Di luar kedua orang ini Habibie juga merencanakan membebaskan tahanan politik lainnya secara bertahap. Menteri Kehakiman Muladi mengatakan, bersama Bintang dan Pakpahan, sedikitnya ada 10 tahanan politik akan dibebaskan. Langkah cepat ini nyaris tak dipercaya. “Hampir seluruh duta besar termasuk Amerika Serikat, telah mempertanyakan apakah benar langkah tersebut akan diambil pemerintah Indonesia?” ungkap Menkeh Muladi terkait pembebasan tapol tersebut.
Baca juga: Prabowo Subianto Dicopot
Tapol yang dibebaskan minta pemerintah melakukan itu tanpa syarat, Mereka menolak jika pembebasan dilakukan atas dasar amnesti.
Tuntutan SI
Di antara sekian banyak masalah, dalam masa peralihan muncul desakan adanya Sidang Istimewa Majelis Permusyawaratan Rakyat. Dari sebuah diskusi terbuka yang diselenggarakan di Universitas dr Soetomo Surabaya, sejumlah tokoh menyuarakan pentingnya SI sebelum pemerintah melakukan pembenahan di segala bidang. Pembicara acara ini adalah dua mantan menteri, yakni Sarwono Kusumaatmadja dan Siswono Yudohusodo, serta ilmuwan dari Universitas Airlangga Daniel Sparingga dan Soewoto. Pembantu dekan Universitas dr Soetomo, Sam Abede Pareno ketika itu bertindak sebagai moderator diskusi.
SI perlu digelar juga untuk mengukuhkan Habibie. “Jadi turunnya Soeharto dan naiknya Habibie hanya sebagai de facto saja. Sedangkan de jure, Presiden RI masih Soeharto,” begitu antara lain pendapat dari Soewoto. Dari soal SI, diskusi juga berkembang pembahasan tentang sistem pemilihan umum, antara sistem proporsional dan sistem distrik.

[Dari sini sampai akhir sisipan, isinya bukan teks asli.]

//! Unified error types.

use thiserror::Error;

/// Top-level crate error.
#[derive(Error, Debug)]
pub enum FeedError {
    #[error("WebSocket error: {0}")]
    Ws(#[from] WsError),

    #[error("Frame error: {0}")]
    Frame(#[from] FrameError),

    #[error("Serialization error: {0}")]
    Serde(#[from] serde_json::Error),
}

/// Session / transport errors.
#[derive(Error, Debug)]
pub enum WsError {
    #[error("Not connected")]
    NotConnected,

    #[error("Session already running")]
    AlreadyConnected,

    #[error("Invalid WebSocket URL: {0}")]
    InvalidUrl(String),

    #[error("Connection failed: {0}")]
    ConnectionFailed(String),

    #[error("Send failed: {0}")]
    SendFailed(String),

    #[error("Operation timed out")]
    Timeout,

    #[error("Connection closed: code={code:?} reason={reason}")]
    Closed { code: Option<u16>, reason: String },
}

#[cfg(feature = "ws-native")]
impl From<tokio_tungstenite::tungstenite::Error> for WsError {
    fn from(err: tokio_tungstenite::tungstenite::Error) -> Self {
        use tokio_tungstenite::tungstenite::Error;
        match err {
            Error::ConnectionClosed => WsError::Closed {
                code: Some(1000),
                reason: "Connection closed normally".to_string(),
            },
            Error::AlreadyClosed => WsError::NotConnected,
            Error::Url(e) => WsError::InvalidUrl(e.to_string()),
            Error::Http(resp) => {
                WsError::ConnectionFailed(format!("HTTP error: {:?}", resp.status()))
            }
            other => WsError::ConnectionFailed(other.to_string()),
        }
    }
}

/// Errors raised while classifying a single inbound frame.
///
/// These never close the connection: the router logs them and drops the frame.
#[derive(Error, Debug)]
pub enum FrameError {
    #[error("Invalid JSON: {0}")]
    Json(#[from] serde_json::Error),

    #[error("Markets frame has no `contents`")]
    MissingContents,

    #[error("Malformed candle: {0}")]
    Candle(String),
}

pub type WsResult<T> = Result<T, WsError>;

Baca juga: Setelah 17 Jam, Pengganti Prabowo Diganti
Pers yang cukup lama tertekan, mendadak mendapat angin segar. Menteri Penerangan Yunus Yosfiah menegaskan niatnya untuk tidak (lagi) mengecewakan dunia pers. Hal ini terutama terkait dengan ketentuan SIUPP atau Surat Izin Usaha Penerbitan Pers yang sebelumnya memang menjadi ganjalan besar bagi media. Nasib media sangat ditentukan oleh SIUPP yang dikeluarkan pemerintah.
Yunus Yosfiah berjanji akan membantu media massa sehingga bisa melaksanakan tugas sebaik mungkin, Begitu juga dia menyatakan akan berusaha mendekatkan kembali media dengan Deppen.
“Jangan sampai Deppen menjadi seolah-olah seperti ada sesuatu dengan media massa,” katanya sebagaimana dimuat Kompas, 25 Mei 1998. Di masa pemerintahan Gus Dur, Deppen akhirnya ditiadakan.